Musique

Do you speak jazz?

 ©Souhir HAMROUNI BUONOMO

Avec le Festival de jazz de Tabarka, et plus récemment Sicca jazz et Jazz à Carthage, les manifestations autour du jazz ont plus que jamais le vent en poupe en Tunisie. Ces festivals ont toujours drainé des foules de spectateurs : le jazz fait partie intégrante du paysage musical tunisien avec ses adeptes et son public.

Dans les années 70, tous ceux qui ont vécu cette période se souviennent avec beaucoup de nostalgie des concerts et de l’atmosphère qui régnait lors du Festival de jazz de Tabarka, qui était à l’époque le rendez-vous de tous les passionnés, et qui a permis d’instaurer une tradition de jazz dans le pays. Avec son célèbre slogan « Ne pas bronzer idiot», le festival a vu défiler toute une panoplie de musiciens prestigieux tels que Miles Davis, Charles Mingus et Keith Jarrett pour ne citer qu’eux. Pendant le festival, les soirées se poursuivaient après les concerts avec des prestations dans la rue en dehors des scènes.

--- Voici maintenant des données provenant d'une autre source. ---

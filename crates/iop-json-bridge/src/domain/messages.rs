//! JSON frames of the client-facing WebSocket protocol.
//!
//! Clients speak JSON text frames; the Node Manager speaks binary JAUS.
//! This module owns only the JSON *envelope*.  The contents of `"fields"`
//! are schema-dependent and are checked later by the JSON mapper.
//!
//! # Client → bridge
//!
//! ```json
//! {"id": "4b00", "fields": {"type": 3, "identification": "ugv"}, "dst": "127.1.5"}
//! {"subscribe": [19200, "0x4402"]}
//! {"subscribe": null}
//! ```
//!
//! `id` is a number or a hex string (`"4b00"` or `"0x4b00"`).  `fields`
//! defaults to `{}`, `src` to the bridge's own address and `dst` to broadcast.
//!
//! # Bridge → client
//!
//! ```json
//! {"id": 19200, "fields": {...}, "src": "127.1.5", "dst": "127.100.1"}
//! {"error": {"kind": "EncodeError", "detail": "...", "refId": 19200}}
//! {"status": {"link": "connected"}}
//! {"subscribed": [19200]}
//! ```
//!
//! # For beginners: why not `#[derive(Deserialize)]` on the client frame?
//!
//! Error frames carry a `refId` naming the message a failure belongs to.
//! A derived deserializer fails all-or-nothing, so a bad `dst` would also
//! lose the (valid) `id`.  Walking the `serde_json::Value` by hand keeps
//! whatever was understood before the first problem.

use iop_core::{JausAddress, MessageId};
use serde::Serialize;
use serde_json::{Map, Value as Json};
use thiserror::Error;

use crate::domain::link::LinkState;

// ── Client → bridge ───────────────────────────────────────────────────────────

/// A message the client wants sent to the Node Manager.
#[derive(Debug, Clone, PartialEq)]
pub struct ClientMessage {
    pub id: MessageId,
    /// Raw JSON object; validated against the schema by the mapper.
    pub fields: Json,
    pub src: Option<JausAddress>,
    pub dst: Option<JausAddress>,
}

#[derive(Debug, Clone, PartialEq)]
pub enum ClientFrame {
    Message(ClientMessage),
    /// `None` clears the filter: every message type is delivered.
    Subscribe(Option<Vec<MessageId>>),
}

/// A text frame that is not a valid client envelope.
#[derive(Debug, Clone, PartialEq, Eq, Error)]
#[error("{detail}")]
pub struct FrameParseError {
    /// Message id, if it was parsed before the problem was found.
    pub ref_id: Option<MessageId>,
    pub detail: String,
}

impl FrameParseError {
    fn new(ref_id: Option<MessageId>, detail: impl Into<String>) -> Self {
        Self {
            ref_id,
            detail: detail.into(),
        }
    }
}

impl ClientFrame {
    pub fn parse(text: &str) -> Result<Self, FrameParseError> {
        let json: Json = serde_json::from_str(text)
            .map_err(|e| FrameParseError::new(None, format!("invalid JSON: {e}")))?;
        let Json::Object(mut object) = json else {
            return Err(FrameParseError::new(None, "frame must be a JSON object"));
        };

        if let Some(filter) = object.remove("subscribe") {
            if let Some(key) = object.keys().next() {
                return Err(FrameParseError::new(
                    None,
                    format!("unexpected key `{key}` in subscribe frame"),
                ));
            }
            return parse_subscribe(&filter).map(ClientFrame::Subscribe);
        }

        let Some(raw_id) = object.remove("id") else {
            return Err(FrameParseError::new(None, "frame needs an `id` or `subscribe` key"));
        };
        let id = parse_message_id(&raw_id).map_err(|detail| FrameParseError::new(None, detail))?;
        let fail = |detail: String| FrameParseError::new(Some(id), detail);

        let fields = object.remove("fields").unwrap_or_else(|| Json::Object(Map::new()));
        let src = take_address(&mut object, "src").map_err(fail)?;
        let dst = take_address(&mut object, "dst").map_err(fail)?;

        if let Some(key) = object.keys().next() {
            return Err(fail(format!("unexpected key `{key}`")));
        }

        Ok(ClientFrame::Message(ClientMessage {
            id,
            fields,
            src,
            dst,
        }))
    }
}

/// Accepts `19200`, `"4b00"`, `"4B00"` and `"0x4b00"`.
pub fn parse_message_id(json: &Json) -> Result<MessageId, String> {
    match json {
        Json::Number(n) => n
            .as_u64()
            .and_then(|v| MessageId::try_from(v).ok())
            .ok_or_else(|| format!("message id {n} is not a 16-bit unsigned integer")),
        Json::String(s) => {
            let digits = s
                .strip_prefix("0x")
                .or_else(|| s.strip_prefix("0X"))
                .unwrap_or(s);
            if digits.is_empty() || digits.len() > 4 {
                return Err(format!("message id `{s}` is not 1-4 hex digits"));
            }
            MessageId::from_str_radix(digits, 16)
                .map_err(|_| format!("message id `{s}` is not a hex number"))
        }
        other => Err(format!("message id must be a number or hex string, got {other}")),
    }
}

fn parse_subscribe(json: &Json) -> Result<Option<Vec<MessageId>>, FrameParseError> {
    match json {
        Json::Null => Ok(None),
        Json::Array(items) => items
            .iter()
            .map(parse_message_id)
            .collect::<Result<Vec<_>, _>>()
            .map(Some)
            .map_err(|detail| FrameParseError::new(None, detail)),
        _ => Err(FrameParseError::new(
            None,
            "`subscribe` must be an array of message ids or null",
        )),
    }
}

fn take_address(object: &mut Map<String, Json>, key: &str) -> Result<Option<JausAddress>, String> {
    match object.remove(key) {
        None | Some(Json::Null) => Ok(None),
        Some(Json::String(text)) => text.parse().map(Some).map_err(|e| format!("`{key}`: {e}")),
        Some(other) => Err(format!("`{key}` must be a \"s.n.c\" string, got {other}")),
    }
}

// ── Bridge → client ───────────────────────────────────────────────────────────

/// Wire names of the error kinds a client can receive.
#[derive(Debug, Clone, Copy, PartialEq, Eq, Serialize)]
pub enum ErrorKind {
    SchemaNotFound,
    DecodeError,
    EncodeError,
    MappingError,
    LinkDisconnected,
    SlowConsumer,
}

#[derive(Debug, Clone, PartialEq, Serialize)]
pub struct ErrorBody {
    pub kind: ErrorKind,
    pub detail: String,
    #[serde(rename = "refId")]
    pub ref_id: Option<MessageId>,
}

#[derive(Debug, Clone, Copy, PartialEq, Eq, Serialize)]
pub struct StatusBody {
    pub link: LinkState,
}

/// Every frame the bridge sends to a client.
///
/// `untagged` makes each variant serialize as a plain object with exactly
/// its own keys, which is what the wire format above needs.
#[derive(Debug, Clone, PartialEq, Serialize)]
#[serde(untagged)]
pub enum ServerFrame {
    Message {
        id: MessageId,
        fields: Json,
        src: JausAddress,
        dst: JausAddress,
    },
    Error {
        error: ErrorBody,
    },
    Status {
        status: StatusBody,
    },
    Subscribed {
        subscribed: Option<Vec<MessageId>>,
    },
}

impl ServerFrame {
    pub fn error(kind: ErrorKind, detail: impl Into<String>, ref_id: Option<MessageId>) -> Self {
        ServerFrame::Error {
            error: ErrorBody {
                kind,
                detail: detail.into(),
                ref_id,
            },
        }
    }

    pub fn status(link: LinkState) -> Self {
        ServerFrame::Status {
            status: StatusBody { link },
        }
    }

    pub fn to_text(&self) -> Result<String, serde_json::Error> {
        serde_json::to_string(self)
    }
}

// ── Tests ─────────────────────────────────────────────────────────────────────
//! Infrastructure layer for iop-json-bridge.
//!
//! All I/O lives here: the WebSocket listener and the TCP link to the
//! Node Manager.
//!
//! # What does NOT belong here?
//!
//! - Translation or routing decisions (that is the application layer)
//! - Message type definitions (that is the domain layer)
//! - Configuration parsing (that is done in `main.rs`)

pub mod node_manager;
pub mod ws_server;

pub use node_manager::{spawn_link, Backoff, LinkEvent, LinkHandle};
pub use ws_server::{run_server, serve_listener};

Le jazz reste encore aujourd’hui considéré comme une musique élitiste et réservée à une certaine classe plutôt faite d’intellectuels, qui arrivent à la « comprendre » et à l’apprécier. Pourtant, quand on fait un flash-back dans l’histoire du jazz, on apprend que ça n’a pas toujours été le cas, bien au contraire ! À la base, le jazz est une musique qui est née du blues, chez les esclaves aux États-Unis vers la fin du 19e siècle. Quand on se penche de plus près sur les origines et l’évolution de cette musique dans le temps, on remarque que toute son histoire, de sa naissance à l’apparition des différents genres, est étroitement liée à la cause et la condition des Afro-Américains, et aux différents évènements marquants qui ont ponctué leurs vies.

La musique était la seule échappatoire et le seul moyen d’expression et de divertissement qu’avaient les esclaves puis « les esclaves ouvriers » pour survivre et supporter leur condition. Ainsi, ces derniers accompagnaient, leurs travaux pénibles de chants posés sur le tempo produit par les bruits de leurs outils d’un labeur sans cesse répété.

Plus tard, on a vu apparaître le ragtime, considéré comme précurseur du jazz, une musique jouée au piano avec une rythmique surexcitée animant un incroyable maquis harmonique tel qu’en témoigne « Mapple Leaf Rag », l’extraordinaire morceau de Scott Joplin.

L’histoire du jazz se met en mouvement au début du 20e siècle à La Nouvelle-Orléans avant l’éclatante remontée vers Chicago en passant par Saint-Louis. Des orchestres de rue des origines mêlant toutes les influences musicales de cette ville multiculturelle, les groupes migrent vers les cabarets, music-halls et autres lieux festifs.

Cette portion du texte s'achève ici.